** Provided material **
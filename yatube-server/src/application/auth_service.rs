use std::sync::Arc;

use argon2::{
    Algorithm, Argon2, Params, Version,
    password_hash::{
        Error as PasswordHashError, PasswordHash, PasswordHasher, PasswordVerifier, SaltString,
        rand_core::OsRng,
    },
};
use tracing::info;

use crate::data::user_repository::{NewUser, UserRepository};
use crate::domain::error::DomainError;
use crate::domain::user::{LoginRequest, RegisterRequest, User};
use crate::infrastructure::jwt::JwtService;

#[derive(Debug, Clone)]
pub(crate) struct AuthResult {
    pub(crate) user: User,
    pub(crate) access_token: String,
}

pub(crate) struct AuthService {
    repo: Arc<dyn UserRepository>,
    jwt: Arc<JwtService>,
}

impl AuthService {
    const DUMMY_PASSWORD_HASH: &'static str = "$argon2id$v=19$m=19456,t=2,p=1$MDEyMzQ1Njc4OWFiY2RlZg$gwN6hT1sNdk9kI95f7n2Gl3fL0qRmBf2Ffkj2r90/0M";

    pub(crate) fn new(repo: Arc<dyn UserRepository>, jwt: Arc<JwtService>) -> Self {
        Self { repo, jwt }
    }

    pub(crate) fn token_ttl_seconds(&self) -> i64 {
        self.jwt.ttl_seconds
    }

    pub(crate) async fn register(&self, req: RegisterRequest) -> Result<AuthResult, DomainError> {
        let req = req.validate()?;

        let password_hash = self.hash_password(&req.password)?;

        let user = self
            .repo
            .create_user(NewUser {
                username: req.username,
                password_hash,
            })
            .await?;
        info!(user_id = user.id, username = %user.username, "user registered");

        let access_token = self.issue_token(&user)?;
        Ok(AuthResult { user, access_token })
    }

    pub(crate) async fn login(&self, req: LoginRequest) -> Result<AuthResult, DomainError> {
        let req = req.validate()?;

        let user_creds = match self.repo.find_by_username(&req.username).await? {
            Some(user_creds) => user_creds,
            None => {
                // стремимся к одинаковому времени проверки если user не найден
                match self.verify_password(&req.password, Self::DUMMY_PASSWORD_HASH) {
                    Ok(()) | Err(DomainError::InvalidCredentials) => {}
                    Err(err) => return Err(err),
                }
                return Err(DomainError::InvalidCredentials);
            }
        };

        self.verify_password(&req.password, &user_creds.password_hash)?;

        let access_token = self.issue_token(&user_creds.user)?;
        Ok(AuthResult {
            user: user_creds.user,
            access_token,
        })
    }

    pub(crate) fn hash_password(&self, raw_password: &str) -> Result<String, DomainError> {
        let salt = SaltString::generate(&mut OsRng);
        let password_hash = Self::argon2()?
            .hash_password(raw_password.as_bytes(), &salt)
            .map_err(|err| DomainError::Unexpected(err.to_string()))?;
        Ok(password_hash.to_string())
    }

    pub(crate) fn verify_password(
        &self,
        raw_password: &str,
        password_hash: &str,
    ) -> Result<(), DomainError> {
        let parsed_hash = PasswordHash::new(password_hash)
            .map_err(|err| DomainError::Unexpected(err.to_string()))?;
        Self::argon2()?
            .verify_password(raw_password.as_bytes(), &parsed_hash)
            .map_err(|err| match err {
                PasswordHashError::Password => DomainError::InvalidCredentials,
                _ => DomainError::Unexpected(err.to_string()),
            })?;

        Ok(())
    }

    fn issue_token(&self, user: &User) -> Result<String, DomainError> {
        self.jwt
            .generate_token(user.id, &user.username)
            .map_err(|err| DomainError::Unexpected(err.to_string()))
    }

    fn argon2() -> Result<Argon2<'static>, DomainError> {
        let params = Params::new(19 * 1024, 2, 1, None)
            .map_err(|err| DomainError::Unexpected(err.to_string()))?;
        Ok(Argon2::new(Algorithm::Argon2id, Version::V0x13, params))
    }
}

** Task statement **
Once the line containing "pub(crate) fn token_ttl_seconds(&self)" has been retyped, stop. Begin at the first line of the material and reproduce every line up to it exactly.

** Result for this task **
filename yatube-server/src/application/auth_service.rs
use std::sync::Arc;

use argon2::{
    Algorithm, Argon2, Params, Version,
    password_hash::{
        Error as PasswordHashError, PasswordHash, PasswordHasher, PasswordVerifier, SaltString,
        rand_core::OsRng,
    },
};
use tracing::info;

use crate::data::user_repository::{NewUser, UserRepository};
use crate::domain::error::DomainError;
use crate::domain::user::{LoginRequest, RegisterRequest, User};
use crate::infrastructure::jwt::JwtService;

#[derive(Debug, Clone)]
pub(crate) struct AuthResult {
    pub(crate) user: User,
    pub(crate) access_token: String,
}

pub(crate) struct AuthService {
    repo: Arc<dyn UserRepository>,
    jwt: Arc<JwtService>,
}

impl AuthService {
    const DUMMY_PASSWORD_HASH: &'static str = "$argon2id$v=19$m=19456,t=2,p=1$MDEyMzQ1Njc4OWFiY2RlZg$gwN6hT1sNdk9kI95f7n2Gl3fL0qRmBf2Ffkj2r90/0M";

    pub(crate) fn new(repo: Arc<dyn UserRepository>, jwt: Arc<JwtService>) -> Self {
        Self { repo, jwt }
    }

    pub(crate) fn token_ttl_seconds(&self) -> i64 {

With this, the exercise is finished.